=== Records ===
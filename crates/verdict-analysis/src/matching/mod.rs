//! Similarity matching: exact text equality or token-set Jaccard.
//!
//! The threshold is a per-call parameter, never a global constant: the two
//! standard use sites differ (0.7 for ground-truth matching, 0.5 for
//! uniqueness/duplicate detection) and callers choose per purpose.

use serde::Serialize;

use verdict_core::errors::EvaluationError;
use verdict_core::types::collections::FxHashSet;
use verdict_core::types::finding::Finding;

use crate::text::{normalize, stopwords};

/// How a match decision was reached.
#[derive(Debug, Clone, Copy, PartialEq, Eq, Serialize)]
#[serde(rename_all = "kebab-case")]
pub enum MatchMethod {
    /// Case-insensitive equality of titles or descriptions.
    Exact,
    /// Jaccard similarity over normalized token sets.
    KeywordJaccard,
}

/// Outcome of comparing two findings. Ephemeral: produced and consumed
/// within a single evaluation call, never persisted.
#[derive(Debug, Clone, Copy, Serialize)]
pub struct MatchDecision {
    pub matched: bool,
    /// Similarity in [0, 1]. 1.0 for exact matches, 0.0 when either token
    /// set is empty.
    pub similarity: f64,
    pub method: MatchMethod,
}

/// Compute exact Jaccard similarity between two token sets.
///
/// J(A, B) = |A ∩ B| / |A ∪ B|
/// Returns 0.0 if either set is empty, so empty-description findings never
/// match anything.
pub fn jaccard_similarity(set_a: &FxHashSet<String>, set_b: &FxHashSet<String>) -> f64 {
    if set_a.is_empty() || set_b.is_empty() {
        return 0.0;
    }
    let intersection = set_a.intersection(set_b).count();
    let union = set_a.union(set_b).count();
    if union == 0 {
        return 0.0;
    }
    intersection as f64 / union as f64
}

/// Fail fast on a threshold outside [0, 1] or non-finite.
pub fn validate_threshold(threshold: f64) -> Result<(), EvaluationError> {
    if !threshold.is_finite() || !(0.0..=1.0).contains(&threshold) {
        return Err(EvaluationError::InvalidThreshold { value: threshold });
    }
    Ok(())
}

/// Pairwise finding matcher with a configurable stop-word list.
#[derive(Debug, Clone)]
pub struct Matcher {
    stop_words: FxHashSet<String>,
}

impl Default for Matcher {
    fn default() -> Self {
        Self {
            stop_words: stopwords::default_stop_words(),
        }
    }
}

impl Matcher {
    /// Create a matcher with a caller-supplied stop-word list.
    pub fn with_stop_words(stop_words: FxHashSet<String>) -> Self {
        Self { stop_words }
    }

    /// Normalized token set over a finding's title and description.
    pub fn token_set(&self, finding: &Finding) -> FxHashSet<String> {
        normalize(&finding.combined_text(), &self.stop_words)
    }

    /// Decide whether two findings describe the same issue.
    ///
    /// Exact case-insensitive equality of titles or descriptions wins with
    /// similarity 1.0; otherwise token-set Jaccard over title+description,
    /// matched iff similarity > threshold.
    pub fn is_match(
        &self,
        a: &Finding,
        b: &Finding,
        threshold: f64,
    ) -> Result<MatchDecision, EvaluationError> {
        validate_threshold(threshold)?;
        Ok(self.decide(a, b, threshold))
    }

    /// Matching core. Callers inside the engine validate the threshold once
    /// per evaluation and then loop over pairs with this method.
    pub(crate) fn decide(&self, a: &Finding, b: &Finding, threshold: f64) -> MatchDecision {
        let title_eq =
            !a.title.trim().is_empty() && a.title.to_lowercase() == b.title.to_lowercase();
        let desc_eq = !a.description.trim().is_empty()
            && a.description.to_lowercase() == b.description.to_lowercase();
        if title_eq || desc_eq {
            return MatchDecision {
                matched: true,
                similarity: 1.0,
                method: MatchMethod::Exact,
            };
        }

        let tokens_a = self.token_set(a);
        let tokens_b = self.token_set(b);
        let similarity = jaccard_similarity(&tokens_a, &tokens_b);
        MatchDecision {
            matched: similarity > threshold,
            similarity,
            method: MatchMethod::KeywordJaccard,
        }
    }
}

#[cfg(test)]
mod tests {
    use super::*;

    fn finding(title: &str, description: &str) -> Finding {
        Finding::new(title, description)
    }

    #[test]
    fn test_exact_title_match_ignores_case() {
        let m = Matcher::default();
        let a = finding("Back button missing", "one thing");
        let b = finding("BACK BUTTON MISSING", "another thing entirely");
        let decision = m.is_match(&a, &b, 0.9).unwrap();
        assert!(decision.matched);
        assert_eq!(decision.similarity, 1.0);
        assert_eq!(decision.method, MatchMethod::Exact);
    }

    #[test]
    fn test_exact_description_match() {
        let m = Matcher::default();
        let a = finding("A", "Users cannot return to previous screen");
        let b = finding("B", "users cannot return to previous screen");
        let decision = m.is_match(&a, &b, 0.9).unwrap();
        assert!(decision.matched);
        assert_eq!(decision.method, MatchMethod::Exact);
    }

    #[test]
    fn test_empty_titles_do_not_exact_match() {
        let m = Matcher::default();
        let a = finding("", "contrast too low on submit button");
        let b = finding("", "loading spinner never stops on login");
        let decision = m.is_match(&a, &b, 0.5).unwrap();
        assert!(!decision.matched);
        assert_eq!(decision.method, MatchMethod::KeywordJaccard);
    }

    #[test]
    fn test_jaccard_empty_sets_similarity_zero() {
        let m = Matcher::default();
        let a = finding("", "");
        let b = finding("X", "some description text here");
        let decision = m.is_match(&a, &b, 0.0).unwrap();
        assert!(!decision.matched);
        assert_eq!(decision.similarity, 0.0);
    }

    #[test]
    fn test_disjoint_texts_do_not_match() {
        let m = Matcher::default();
        let a = finding("Contrast issue", "Text contrast ratio fails on header");
        let b = finding("Slow loading", "Spinner blocks checkout forever");
        let decision = m.is_match(&a, &b, 0.3).unwrap();
        assert!(!decision.matched);
        assert_eq!(decision.similarity, 0.0);
    }

    #[test]
    fn test_invalid_threshold_fails_fast() {
        let m = Matcher::default();
        let a = finding("X", "Y");
        assert!(m.is_match(&a, &a, -0.1).is_err());
        assert!(m.is_match(&a, &a, 1.5).is_err());
        assert!(m.is_match(&a, &a, f64::NAN).is_err());
    }

    #[test]
    fn test_custom_stop_words_are_honored() {
        let mut stops = crate::text::default_stop_words();
        stops.insert("button".to_string());
        let m = Matcher::with_stop_words(stops);
        let tokens = m.token_set(&finding("Button", "the button area placement"));
        assert!(!tokens.contains("button"));
        assert!(tokens.contains("area"));
        assert!(tokens.contains("placement"));

        // The same pair no longer matches once its only shared token is
        // stopped out.
        let a = finding("A", "button misplaced");
        let b = finding("B", "button overlapping");
        assert!(!m.is_match(&a, &b, 0.0).unwrap().matched);
        assert!(Matcher::default().is_match(&a, &b, 0.3).unwrap().matched);
    }

    #[test]
    fn test_partial_overlap_similarity() {
        let m = Matcher::default();
        // Shared tokens: users, cannot, return, previous, screen, back.
        let a = finding("Back button missing", "Users cannot return to previous screen");
        let b = finding(
            "No back navigation",
            "Users cannot return back to previous screen view",
        );
        let decision = m.is_match(&a, &b, 0.5).unwrap();
        assert!(decision.matched, "similarity was {}", decision.similarity);
        assert!(decision.similarity > 0.5 && decision.similarity < 1.0);
    }
}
===
## [Task]
Please return each line of the data above in which the word "insensitive" occurs.

## [Answer to this exercise]
    /// Case-insensitive equality of titles or descriptions.
    /// Exact case-insensitive equality of titles or descriptions wins with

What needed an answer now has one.